Closeted frat guys, vegans, one of my professors, hippies who always carried acid, the local twink rapist, boys with too much black eyeliner, and ones with glow sticks affixed to their brightly colored backpacks—I ran through them all, taking whoever I could in an effort to make up for four years of watching everyone around me lose their virginity in what felt like sped-up motion, while I’d stood still in the center of it all.
But like anyone who suddenly starts to get everything they’d always wanted, there was one person I couldn’t have. His name was Robby, and he was a tan skater with Cobain hair, a perfectly round nose, eyes that crinkled when he grinned, and a tendency to wear overalls with nothing else underneath. He claimed to be bi, but A) he had a girlfriend named Tina and B) I was pretty sure he was just faking it to impress her, because she said she was bi too (I believed her, though). He wanted to be a fireman and I was unused to ambitions of heroic bravery, much less from someone who looked like he’d stepped out of the pages of Sassy. He was my ideal, and I fell hard.

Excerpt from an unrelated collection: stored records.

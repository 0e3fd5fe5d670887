//! Amortization schedule generation

mod state;
mod engine;
mod records;
mod irr;

pub use state::ScheduleState;
pub use engine::{build_schedule, level_payment, AmortizationEngine, ScheduleConfig};
pub use records::{AmortizationSchedule, PaymentRecord, ScheduleSummary};
pub use irr::{annualized_irr, effective_annual_rate, periodic_irr};
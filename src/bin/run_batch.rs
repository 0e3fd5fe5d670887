//! Run schedules for an entire loan book
//!
//! Outputs per-period portfolio cashflows aggregated across all loans.
//! Config via environment variables:
//!   LOANS_CSV    (default data/sample_loans.csv)
//!   OUTPUT_PATH  (default portfolio_schedule.csv)
//! plus the AMORTIZATION_* engine settings.

use std::env;
use std::time::Instant;

use anyhow::{Context, Result};
use log::warn;

use loan_amortization::loan::{load_loans, loader::DEFAULT_LOANS_PATH};
use loan_amortization::report::format_amount;
use loan_amortization::scenario::{aggregate_by_period, ScenarioRunner};

fn main() -> Result<()> {
    env_logger::init();

    let loans_path = env::var("LOANS_CSV").unwrap_or_else(|_| DEFAULT_LOANS_PATH.to_string());
    let output_path = env::var("OUTPUT_PATH").unwrap_or_else(|_| "portfolio_schedule.csv".to_string());

    let start = Instant::now();
    println!("Loading loans from {}...", loans_path);

    let loans = load_loans(&loans_path).with_context(|| format!("Failed to load {}", loans_path))?;
    println!("Loaded {} loans in {:?}", loans.len(), start.elapsed());

    let runner = ScenarioRunner::from_env();

    println!("Building schedules...");
    let build_start = Instant::now();

    let mut schedules = Vec::with_capacity(loans.len());
    for (terms, result) in loans.iter().zip(runner.run_batch(&loans)) {
        match result {
            Ok(schedule) => schedules.push(schedule),
            Err(e) => warn!("Skipping loan {}: {}", terms.loan_id, e),
        }
    }

    println!("Schedules complete in {:?}", build_start.elapsed());

    let rows = aggregate_by_period(&schedules);

    let mut wtr = csv::Writer::from_path(&output_path)
        .with_context(|| format!("Failed to create {}", output_path))?;
    wtr.write_record(["Period", "LoansPaying", "Payment", "Interest", "Principal", "Insurance", "Balance"])?;
    for row in &rows {
        wtr.write_record([
            row.period.to_string(),
            row.loans_paying.to_string(),
            format!("{:.2}", row.payment),
            format!("{:.2}", row.interest),
            format!("{:.2}", row.principal),
            format!("{:.2}", row.insurance),
            format!("{:.2}", row.balance),
        ])?;
    }
    wtr.flush()?;

    println!("Output written to {}", output_path);

    let total_principal: f64 = schedules.iter().map(|s| s.principal).sum();
    let total_interest: f64 = schedules.iter().map(|s| s.summary().total_interest).sum();
    let total_insurance: f64 = schedules.iter().map(|s| s.summary().total_insurance).sum();

    println!("\nPortfolio Summary:");
    println!("  Loans scheduled: {} of {}", schedules.len(), loans.len());
    println!("  Principal:       {}", format_amount(total_principal));
    println!("  Interest:        {}", format_amount(total_interest));
    println!("  Insurance:       {}", format_amount(total_insurance));
    if let Some(first) = rows.first() {
        println!("  Period 1 collections: {}", format_amount(first.payment));
    }
    println!("  Longest schedule: {} periods", rows.len());

    println!("\nTotal time: {:?}", start.elapsed());
    Ok(())
}
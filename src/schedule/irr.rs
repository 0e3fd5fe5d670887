//! Internal Rate of Return (IRR) calculation
//!
//! Used to annualize the all-in cost of a schedule, insurance included

use super::records::AmortizationSchedule;

const TOLERANCE: f64 = 1e-12;
const MAX_ITERATIONS: usize = 1000;

/// Lowest and highest periodic rates searched
const RATE_BOUNDS: (f64, f64) = (-0.99, 10.0);

/// Periodic IRR of evenly spaced cashflows using Newton-Raphson,
/// falling back to bisection when the derivative vanishes or iteration stalls.
///
/// Returns None when the cashflows never change sign.
pub fn periodic_irr(cashflows: &[f64], initial_guess: f64) -> Option<f64> {
    if cashflows.is_empty() {
        return None;
    }
    if cashflows.iter().all(|&cf| cf.abs() < 1e-10) {
        return Some(0.0);
    }
    let has_positive = cashflows.iter().any(|&cf| cf > 1e-10);
    let has_negative = cashflows.iter().any(|&cf| cf < -1e-10);
    if !has_positive || !has_negative {
        return None;
    }

    let (low, high) = RATE_BOUNDS;
    let mut rate = initial_guess;
    for _ in 0..MAX_ITERATIONS {
        let (npv, slope) = discount(cashflows, rate);
        if slope.abs() < 1e-20 {
            break;
        }
        let next = (rate - npv / slope).clamp(low, high);
        if (next - rate).abs() < TOLERANCE {
            return Some(next);
        }
        rate = next;
    }

    bisect(cashflows, low, high)
}

/// Annual IRR given a (possibly fractional) number of periods per year
pub fn annualized_irr(cashflows: &[f64], periods_per_year: f64) -> Option<f64> {
    let guess = 0.05 / periods_per_year.max(1.0);
    periodic_irr(cashflows, guess).map(|r| (1.0 + r).powf(periods_per_year) - 1.0)
}

/// Effective annual cost of a schedule: IRR of the advance against every
/// gross installment, compounded over a year
pub fn effective_annual_rate(schedule: &AmortizationSchedule, periods_per_year: f64) -> Option<f64> {
    annualized_irr(&schedule.borrower_cashflows(), periods_per_year)
}

/// Present value at `rate` and its derivative, walking the discount factor
/// forward one period at a time
fn discount(cashflows: &[f64], rate: f64) -> (f64, f64) {
    let step = 1.0 / (1.0 + rate);
    let mut factor = 1.0;
    let mut npv = 0.0;
    let mut slope = 0.0;

    for (t, &cf) in cashflows.iter().enumerate() {
        npv += cf * factor;
        slope -= t as f64 * cf * factor * step;
        factor *= step;
    }

    (npv, slope)
}

/// Halve `[low, high]` until the present value changes sign within tolerance
fn bisect(cashflows: &[f64], mut low: f64, mut high: f64) -> Option<f64> {
    let value_at = |rate: f64| discount(cashflows, rate).0;

    let mut at_low = value_at(low);
    if at_low * value_at(high) > 0.0 {
        return None;
    }

    for _ in 0..MAX_ITERATIONS {
        let mid = 0.5 * (low + high);
        let at_mid = value_at(mid);
        if at_mid.abs() < TOLERANCE || high - low < 2.0 * TOLERANCE {
            return Some(mid);
        }
        if at_mid.signum() == at_low.signum() {
            low = mid;
            at_low = at_mid;
        } else {
            high = mid;
        }
    }

    None
}

#[cfg(test)]
mod tests {
    use super::*;
    use approx::assert_abs_diff_eq;

    #[test]
    fn test_simple_irr() {
        // Investment of $1000, returns $1100 after 12 monthly periods
        let mut cashflows = vec![-1000.0];
        cashflows.extend(vec![0.0; 11]);
        cashflows.push(1100.0);

        let irr = annualized_irr(&cashflows, 12.0).unwrap();
        assert_abs_diff_eq!(irr, 0.10, epsilon = 1e-6);
    }

    #[test]
    fn test_annuity_irr_recovers_rate() {
        // 10000 repaid by 12 payments of the 1%-per-month annuity
        let mut cashflows = vec![10_000.0];
        cashflows.extend(vec![-888.487886783417; 12]);

        let periodic = periodic_irr(&cashflows, 0.005).unwrap();
        assert_abs_diff_eq!(periodic, 0.01, epsilon = 1e-8);
    }

    #[test]
    fn test_no_sign_change() {
        assert!(periodic_irr(&[100.0, 50.0], 0.01).is_none());
        assert!(periodic_irr(&[], 0.01).is_none());
        assert_eq!(periodic_irr(&[0.0, 0.0], 0.01), Some(0.0));
    }

    #[test]
    fn test_bisection_agrees_with_newton() {
        let mut cashflows = vec![10_000.0];
        cashflows.extend(vec![-888.487886783417; 12]);

        let (low, high) = RATE_BOUNDS;
        let bisected = bisect(&cashflows, low, high).unwrap();
        assert_abs_diff_eq!(bisected, 0.01, epsilon = 1e-8);
        assert!(bisect(&cashflows, 0.02, high).is_none());
    }
}
//! Service-account key material, loaded once at startup.

use std::path::{Path, PathBuf};

use serde::Deserialize;
use thiserror::Error;

/// Comment line the key provider prepends to every issued private key.
const PROVIDER_COMMENT_MARKER: &str = "PLEASE DO NOT REMOVE";
const PEM_BEGIN: &str = "-----BEGIN";

#[derive(Debug, Error)]
pub enum KeyError {
    #[error("Service account key file not found at: {0}")]
    NotFound(PathBuf),

    #[error("Failed to read service account key: {0}")]
    Read(#[from] std::io::Error),

    #[error("Malformed service account key: {0}")]
    Format(String),
}

/// `{keyId, serviceAccountId, privateKeyMaterial}` as issued by the identity provider.
///
/// Immutable for the process lifetime. `Debug` is implemented by hand so the
/// private key never reaches a log line.
#[derive(Clone, Deserialize)]
pub struct ServiceAccountKey {
    #[serde(rename = "id")]
    pub key_id: String,
    pub service_account_id: String,
    #[serde(rename = "private_key")]
    private_key_pem: String,
}

impl std::fmt::Debug for ServiceAccountKey {
    fn fmt(&self, f: &mut std::fmt::Formatter<'_>) -> std::fmt::Result {
        f.debug_struct("ServiceAccountKey")
            .field("key_id", &self.key_id)
            .field("service_account_id", &self.service_account_id)
            .field("private_key_pem", &"<redacted>")
            .finish()
    }
}

impl ServiceAccountKey {
    #[cfg(test)]
    pub fn new(
        key_id: impl Into<String>,
        service_account_id: impl Into<String>,
        private_key_pem: impl Into<String>,
    ) -> Self {
        Self {
            key_id: key_id.into(),
            service_account_id: service_account_id.into(),
            private_key_pem: private_key_pem.into(),
        }
    }

    /// Loads the provider's JSON key file (`id`, `service_account_id`, `private_key`).
    pub fn from_file(path: impl AsRef<Path>) -> Result<Self, KeyError> {
        let path = path.as_ref();
        if !path.exists() {
            let absolute = std::path::absolute(path).unwrap_or_else(|_| path.to_path_buf());
            return Err(KeyError::NotFound(absolute));
        }
        let raw = std::fs::read_to_string(path)?;
        Self::from_json(&raw)
    }

    pub fn from_json(raw: &str) -> Result<Self, KeyError> {
        let key: ServiceAccountKey = serde_json::from_str(raw)
            .map_err(|e| KeyError::Format(format!("invalid key JSON: {e}")))?;
        if key.key_id.trim().is_empty() || key.service_account_id.trim().is_empty() {
            return Err(KeyError::Format(
                "key id and service account id must be non-empty".to_string(),
            ));
        }
        Ok(key)
    }

    /// Private key as a clean PEM document: provider comment lines and anything
    /// before the `-----BEGIN` header are dropped.
    pub fn private_key_pem(&self) -> Result<String, KeyError> {
        normalize_pem(&self.private_key_pem)
    }
}

fn normalize_pem(raw: &str) -> Result<String, KeyError> {
    let lines: Vec<&str> = raw
        .lines()
        .map(str::trim)
        .filter(|l| !l.is_empty() && !l.contains(PROVIDER_COMMENT_MARKER))
        .skip_while(|l| !l.starts_with(PEM_BEGIN))
        .collect();

    if lines.is_empty() {
        return Err(KeyError::Format("missing PEM header".to_string()));
    }
    if !lines.iter().any(|l| l.starts_with("-----END")) {
        return Err(KeyError::Format("missing PEM footer".to_string()));
    }

    let mut pem = lines.join("\n");
    pem.push('\n');
    Ok(pem)
}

I met him and Tina in a gay youth group I sporadically attended, and while it was weird to have what was basically a straight couple hanging out with the rest of us, I didn’t care because he was so damn cute. At one point our group leader decided to take just the boys on something called a “men’s weekend retreat.” Our van full of 16-19 year-old selves arrived at the rented campsite late, and when we walked into the mess hall, you could hear the proverbial record scratch. About 100 guys, all well over the age of 45, looked up from their dinner trays like they’d just seen dessert saunter in on legs. Robby and I instinctively reached for each other’s hands.
We were assigned to a cabin with a man named Mickey—an 80s relic with wild white corkscrew hair who’d gotten rich selling art in Manhattan before retiring upstate. He’d brought along his boyfriend, a much younger (but still older than us) greek guy. On the first night they pulled out a huge bag of weed laced with angel dust. After smoking, Robby and I spent the entire night quaking in terror next to each other on the floor as we listened in the dark to Mickey and his boyfriend do things to one of the other boys we’d arrived with. I knew I was in over my head.

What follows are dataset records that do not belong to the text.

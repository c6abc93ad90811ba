//! Bearer-credential plumbing for the completion endpoint.
//!
//! Flow: ServiceAccountKey → AssertionSigner (PS256 JWS) → TokenExchanger (HTTP)
//!       → CredentialCache (single-flight, renewed 300s before expiry).
//!
//! Only `CredentialCache` holds mutable state. It is owned by `AppState` and shared
//! by handle; nothing in this module is a global.

use thiserror::Error;

pub mod cache;
pub mod exchange;
pub mod key;
pub mod signer;

pub use cache::{CredentialCache, TokenProvider};
pub use exchange::{HttpTokenExchanger, TokenExchanger};
pub use key::{KeyError, ServiceAccountKey};
pub use signer::AssertionSigner;

#[derive(Debug, Error)]
pub enum CredentialError {
    #[error("Assertion could not be built: {0}")]
    Key(#[from] KeyError),

    #[error("Token exchange request failed: {0}")]
    Http(#[from] reqwest::Error),

    #[error("Token exchange rejected (status {status}): {body}")]
    Rejected { status: u16, body: String },

    #[error("Token exchange response could not be decoded: {0}")]
    Decode(#[from] serde_json::Error),

    #[error("Token exchange response has no iamToken field")]
    MissingToken,

    #[error("Token renewal failed while this request was waiting: {0}")]
    RecentFailure(String),
}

After that weekend I stopped going to the youth group and didn’t see Robby around much anymore. I’d gotten my grades up enough in community college to get into an actual state school just outside of New York City. I spent my last summer in Syracuse canvassing door-to-door for NYPIRG environmental causes. I still slept with whoever looked at me right, but it was no longer an ego-boost. I did it because I felt like it was what was expected of me, and worse, what I expected of myself.
On my last night in Syracuse, my NYPIRG friends held a going away party for me. I walked home alone around 3:30 AM, drunk but oddly clear-headed, hyper aware that I was leaving this world behind and about to enter a new phase of my life. There was no traffic so I walked right down the center of Westcott street, one of the city’s main drags. Orange sodium lights buzzed, and there was a late-summer haze covering everything. I heard wheels speeding across concrete behind me, and I knew it was Robby before I even turned around. He rolled up beside me and flipped his board up into his hand.

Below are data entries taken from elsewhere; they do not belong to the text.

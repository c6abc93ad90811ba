//! Heuristic mining of free-form model text: rating patterns, recommendation
//! sentences and word-root sentiment counting.

use std::sync::LazyLock;

use regex::Regex;

use crate::analysis::models::{MAX_DAY_RATING, MAX_RECOMMENDATIONS, MIN_DAY_RATING};

/// Explicit rating patterns in priority order; the first one yielding an in-range
/// value wins.
static RATING_PATTERNS: LazyLock<Vec<Regex>> = LazyLock::new(|| {
    [
        r"\b(\d{1,2})\s*/\s*10\b",
        r"(?i)\b(\d{1,2})\s+из\s+10\b",
        r"(?i)рейтинг\w*\s*(?:дня)?\s*[:\-–—=]?\s*(\d{1,2})\b",
    ]
    .iter()
    .map(|p| Regex::new(p).expect("valid rating regex"))
    .collect()
});

/// Last resort: any standalone 1..=10, scanned after enumeration numbers are masked.
static BARE_NUMBER_RE: LazyLock<Regex> =
    LazyLock::new(|| Regex::new(r"\b(10|[1-9])\b").expect("valid bare number regex"));

/// "Рекомендация 2", "совет №1": the number counts items, it is not a rating.
static ENUMERATED_LABEL_RE: LazyLock<Regex> = LazyLock::new(|| {
    Regex::new(r"(?i)(?:рекомендаци[яи]|совет)\s*(?:№\s*)?\d+").expect("valid enumerated label regex")
});

/// A line or sentence introduced by "рекомендация"/"совет", optionally numbered.
static RECOMMENDATION_RE: LazyLock<Regex> = LazyLock::new(|| {
    Regex::new(
        r"(?im)^[\s*\-•]*(?:\d+[.)]\s*)?(?:рекомендаци[яи]|совет)\s*(?:№\s*)?\d*\s*[:.\-–—)]\s*(.+)$",
    )
    .expect("valid recommendation regex")
});

/// `1. `, `2) `, `- `, `• ` at the start of a line. The marker must be followed by
/// whitespace, so `7.5 часов` is not an item.
static LIST_MARKER_RE: LazyLock<Regex> = LazyLock::new(|| {
    Regex::new(r"^\s*(?:\d{1,2}[.)]|[-*•])\s+").expect("valid list marker regex")
});

static WORD_RE: LazyLock<Regex> = LazyLock::new(|| Regex::new(r"\w+").expect("valid word regex"));

/// Prose sentences at or under this many characters are not recommendations.
const MIN_FRAGMENT_CHARS: usize = 20;
const RATING_WORD: &str = "рейтинг";

const POSITIVE_ROOTS: &[&str] = &[
    "хорош", "отличн", "прекрасн", "замечательн", "рад", "счаст", "весел", "довол",
    "любл", "любим", "успе", "спокойн", "вдохнов", "энерги", "бодр", "улыб", "good",
    "great", "happy", "calm",
];

const NEGATIVE_ROOTS: &[&str] = &[
    "плох", "ужасн", "груст", "печал", "устал", "тяжел", "тяжёл", "стресс", "тревог",
    "тревож", "зло", "злю", "раздраж", "одинок", "разочаров", "боль", "депресс", "страх",
    "bad", "sad", "tired", "angry",
];

/// Rating used when sentiment is balanced or absent.
pub const NEUTRAL_RATING: u8 = 5;

pub fn extract_rating(text: &str) -> Option<u8> {
    let in_range = |re: &Regex, haystack: &str| {
        re.captures_iter(haystack)
            .filter_map(|c| c.get(1)?.as_str().parse::<u8>().ok())
            .find(|r| (MIN_DAY_RATING..=MAX_DAY_RATING).contains(r))
    };

    RATING_PATTERNS
        .iter()
        .find_map(|re| in_range(re, text))
        .or_else(|| in_range(&*BARE_NUMBER_RE, &mask_enumeration(text)))
}

/// Drops list markers and "рекомендация N" labels so item numbers never read as ratings.
fn mask_enumeration(text: &str) -> String {
    text.lines()
        .map(|line| {
            let line = LIST_MARKER_RE.replace(line, "");
            ENUMERATED_LABEL_RE.replace_all(&line, "").into_owned()
        })
        .collect::<Vec<_>>()
        .join("\n")
}

/// Recommendations the reply marks as such: "рекомендация/совет" lines first, otherwise
/// list items. Markers are stripped; at most three, in text order.
pub fn extract_listed_recommendations(text: &str) -> Vec<String> {
    let prefixed: Vec<String> = RECOMMENDATION_RE
        .captures_iter(text)
        .filter_map(|c| c.get(1).map(|m| m.as_str().trim().to_string()))
        .filter(|r| !r.is_empty())
        .take(MAX_RECOMMENDATIONS)
        .collect();
    if !prefixed.is_empty() {
        return prefixed;
    }

    text.lines()
        .filter_map(|line| {
            let marker = LIST_MARKER_RE.find(line)?;
            let item = line[marker.end()..].trim();
            (!item.is_empty()).then(|| item.to_string())
        })
        .filter(|item| !item.to_lowercase().contains(RATING_WORD))
        .take(MAX_RECOMMENDATIONS)
        .collect()
}

/// Prose sentences longer than 20 characters that do not talk about the rating.
/// List lines are skipped. At most three, in text order.
pub fn extract_sentence_recommendations(text: &str) -> Vec<String> {
    text.lines()
        .filter(|line| !LIST_MARKER_RE.is_match(line))
        .flat_map(split_sentences)
        .filter(|f| f.chars().count() > MIN_FRAGMENT_CHARS)
        .filter(|f| !f.to_lowercase().contains(RATING_WORD))
        .take(MAX_RECOMMENDATIONS)
        .collect()
}

/// Splits one line on sentence ends (`.`, `!`, `?`, `…` followed by whitespace).
/// The terminator stays with its sentence.
fn split_sentences(line: &str) -> Vec<String> {
    let mut sentences = Vec::new();
    let mut current = String::new();
    let mut chars = line.chars().peekable();
    while let Some(c) = chars.next() {
        current.push(c);
        let at_boundary = matches!(c, '.' | '!' | '?' | '…')
            && chars.peek().map_or(true, |next| next.is_whitespace());
        if at_boundary {
            sentences.push(std::mem::take(&mut current));
        }
    }
    sentences.push(current);
    sentences
        .into_iter()
        .map(|s| s.trim().to_string())
        .filter(|s| !s.is_empty())
        .collect()
}

#[derive(Debug, Clone, Copy, PartialEq, Eq, Default)]
pub struct SentimentCounts {
    pub positive: usize,
    pub negative: usize,
}

/// Counts tokens of the lowercased text that start with a positive or negative root.
pub fn count_sentiment(text: &str) -> SentimentCounts {
    let lowered = text.to_lowercase();
    let mut counts = SentimentCounts::default();
    for word in WORD_RE.find_iter(&lowered).map(|m| m.as_str()) {
        if POSITIVE_ROOTS.iter().any(|root| word.starts_with(root)) {
            counts.positive += 1;
        } else if NEGATIVE_ROOTS.iter().any(|root| word.starts_with(root)) {
            counts.negative += 1;
        }
    }
    counts
}

/// >2:1 positive → 8, positive ahead → 6, >2:1 negative → 3, negative ahead → 4,
/// otherwise neutral.
pub fn sentiment_rating(counts: SentimentCounts) -> u8 {
    let SentimentCounts { positive, negative } = counts;
    if positive > 2 * negative {
        8
    } else if positive > negative {
        6
    } else if negative > 2 * positive {
        3
    } else if negative > positive {
        4
    } else {
        NEUTRAL_RATING
    }
}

He grinned and said something like, “Hey, long time.”
I told him I was moving away from Syracuse in the morning and he nodded. “That’s good,” he said. “You shouldn’t come back. You can do better.”
He dropped his skateboard, put both hands on the side of my head and kissed me. We stood there, making out in the middle of the street until the world turned bright with the glare of oncoming headlights. Pulling apart, he grabbed his board and we ran to the safety of the curb. Without a word, he winked at me before skating off into the night. I turned and walked the other way, not needing to watch him go because it was the perfect moment. That one kiss, wanted for so long, was a parting gift from the city itself, letting me know that there was something bigger out there for me. And in keeping with the rules of the universe for offering up signs like that, I never saw Robby again.